Its imperial civil servants may not always have been completely sympathetic to local peoples, but they were always motivated by humanitarian impulses and did their best in often difficult circumstances. Indeed, when we look at Africa, many of the benefits of imperial rule were squandered in the generations after independence with a succession of corrupt and brutal regimes.
Dr Nick Lloyd is the author of the forthcoming book The Amritsar Massacre: The Untold Story of One Fateful Day
Andrew Thompson, professor of imperial and global history, University of Leeds
Does Britain's colonial legacy still poison its relations with Africa, the Middle East and Asia? Mr Cameron's remark raises important questions for society about how we relate to history.
There's the inheritance of colonial violence. What you saw in the later stages of empire was a series of British counter-insurgency operations, exported from one hot spot to another. In places such as Kenya, Palestine, Malaysia, Zimbabwe, and of course Northern Ireland, the British were forced to resort to repressive legal and military measures in what was to prove an ultimately vain attempt to curb the tide of political unrest and nationalist opposition.
Detention without trial, beatings, torture, and killings punctuated the twilight years of colonial rule. The disclosure this week of a large tranche of Foreign Office files, hitherto kept secret about full extent of British brutality against Mau Mau in Kenya, suggests there may be further revelations still to come. Will there be similar stories and claims from Palestine, Malaya, Cyprus or Nigeria?
There is also the question of whether the violence that characterised these counter-insurgency operations during decolonisation then set the scene for the way in which independent, post-colonial African and Asian governments dealt with political dissent from their own peoples.
The imperial past is far from being dead. On the contrary it is actually very much part of contemporary politics.
Perhaps we should not be surprised then when British foreign policy interests and interventions today are seen and perceived as "neo-colonial" in their nature.
The reaction of Iran in 2007 when 15 Royal Navy personnel were seized is instructive here. As heavy-handed as it may have seemed to people in Britain, it needs to be understood in the wider context of Iranian sensitivities over the presence of any western powers in or near its territorial waters - sensitivities arising in part from a very fraught and fragile 20th Century relationship over oil and territory.
In a deeper and more fundamental sense still, Britain's colonial legacy can be seen in the ways in which globalisation is being experienced today. From the 1870s onwards, the integration of labour, capital and commodity markets promoted by empire was very much skewed towards its "white" settler societies.

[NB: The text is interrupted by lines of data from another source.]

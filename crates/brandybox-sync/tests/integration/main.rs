//! Integration tests for brandybox-sync
//!
//! Full cycles against a real temporary sync root and an in-memory
//! remote store.

mod common;

mod test_cycle;
mod test_deletions;
mod test_transfers;
impl Worker {
    async fn run(&self, action: Action) -> Outcome {
        let result = match &action {
            Action::Upload {
                path,
                size,
                hash,
                modified,
                ..
            } => {
                self.retry
                    .run(self.clock.as_ref(), "upload", |_| {
                        self.upload_once(path, *size, hash.as_ref(), *modified)
                    })
                    .await
            }
            Action::Download {
                path,
                size,
                hash,
                modified,
                ..
            } => {
                self.retry
                    .run(self.clock.as_ref(), "download", |_| {
                        self.download_once(path, *size, hash.as_ref(), *modified)
                    })
                    .await
            }
            _ => Err(TransferError::Mismatch(format!(
                "{} is not a transfer",
                action.label()
            ))),
        };
        Outcome { action, result }
    }

    async fn upload_once(
        &self,
        path: &RelativePath,
        planned_size: u64,
        planned_hash: Option<&ContentHash>,
        planned_modified: f64,
    ) -> Result<Completed, TransferError> {
        let source = path.to_local(&self.root);
        let before = self
            .local
            .get_state(&source)
            .await
            .map_err(TransferError::Local)?;
        if !before.is_regular_file() {
            return Err(TransferError::Vanished);
        }
        if before.size != planned_size || (before.modified - planned_modified).abs() > MTIME_EPSILON
        {
            return Err(TransferError::Changed);
        }

        let reader = self.local.open_read(&source).await.map_err(|e| {
            if e.is_not_found() {
                TransferError::Vanished
            } else {
                TransferError::Local(e)
            }
        })?;

        self.limiter.acquire().await;
        debug!(%path, bytes = before.size, "Uploading");
        let receipt = self
            .remote
            .upload(path, reader, before.size)
            .await
            .map_err(TransferError::Transport)?;

        if let Some(size) = receipt.size.filter(|&s| s != before.size) {
            return Err(TransferError::Mismatch(format!(
                "server stored {size} bytes, sent {}",
                before.size
            )));
        }
        if let (Some(sent), Some(stored)) = (planned_hash, &receipt.hash) {
            if sent != stored {
                return Err(TransferError::Mismatch(format!(
                    "server hash {stored} differs from {sent}"
                )));
            }
        }

        let after = self
            .local
            .get_state(&source)
            .await
            .map_err(TransferError::Local)?;
        if after.size != before.size || (after.modified - before.modified).abs() > MTIME_EPSILON {
            return Err(TransferError::Changed);
        }

        let local = LocalEntry::file(
            before.size,
            before.modified,
            planned_hash.cloned().or_else(|| receipt.hash.clone()),
        );
        let remote = receipt
            .modified
            .map(|m| RemoteEntry::file(Some(before.size), m, receipt.hash.clone()));
        Ok(Completed {
            entry: SyncedEntry::verified(path.clone(), &local, remote.as_ref()),
            bytes: before.size,
        })
    }

    async fn download_once(
        &self,
        path: &RelativePath,
        size: Option<u64>,
        hash: Option<&ContentHash>,
        modified: f64,
    ) -> Result<Completed, TransferError> {
        let target = path.to_local(&self.root);

        self.limiter.acquire().await;
        debug!(%path, "Downloading");
        let reader = self
            .remote
            .download(path)
            .await
            .map_err(TransferError::Transport)?;
        let written = self
            .local
            .write_atomic(&target, reader, size, hash)
            .await
            .map_err(TransferError::Local)?;

        if let Err(e) = self.local.set_modified(&target, modified).await {
            warn!(%path, error = %e, "Could not apply remote modification time");
        }
        let landed = self
            .local
            .get_state(&target)
            .await
            .map_err(TransferError::Local)?;

        let local = LocalEntry::file(written.size, landed.modified, Some(written.hash));
        let remote = RemoteEntry::file(size.or(Some(written.size)), modified, hash.cloned());
        Ok(Completed {
            entry: SyncedEntry::verified(path.clone(), &local, Some(&remote)),
            bytes: written.size,
        })
    }
}

// ============================================================================
// Scheduler
// ============================================================================

pub struct TransferScheduler {
    worker: Arc<Worker>,
    workers: usize,
    status: StatusPublisher,
    metrics: Arc<SyncMetrics>,
}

The economic benefits of empire for the so-called dependent colonies were much more meagre in comparison or did not exist at all. When we find critics of globalisation questioning whether economic integration and cultural diversity can comfortably co-exist, we should remember that for much of the last century the form of globalisation the world experienced rested on a view of social relations governed by racial hierarchies.
Finally, we might reverse the colonial encounter and think about how empire has left an imprint on British society. Despite its multi-ethnic empire, Britain did not embrace ethnic diversity at home.
There was the rhetoric of an inclusive imperial citizenship for the peoples of all Commonwealth countries. But in reality in post-war Britain there was little desire to promote integration for immigrants from the likes of the West Indies and the Indian subcontinent.
The consequences are perhaps reflected in experiences today, especially in terms of the so-called ethnic penalty many of these communities face in education, employment or housing.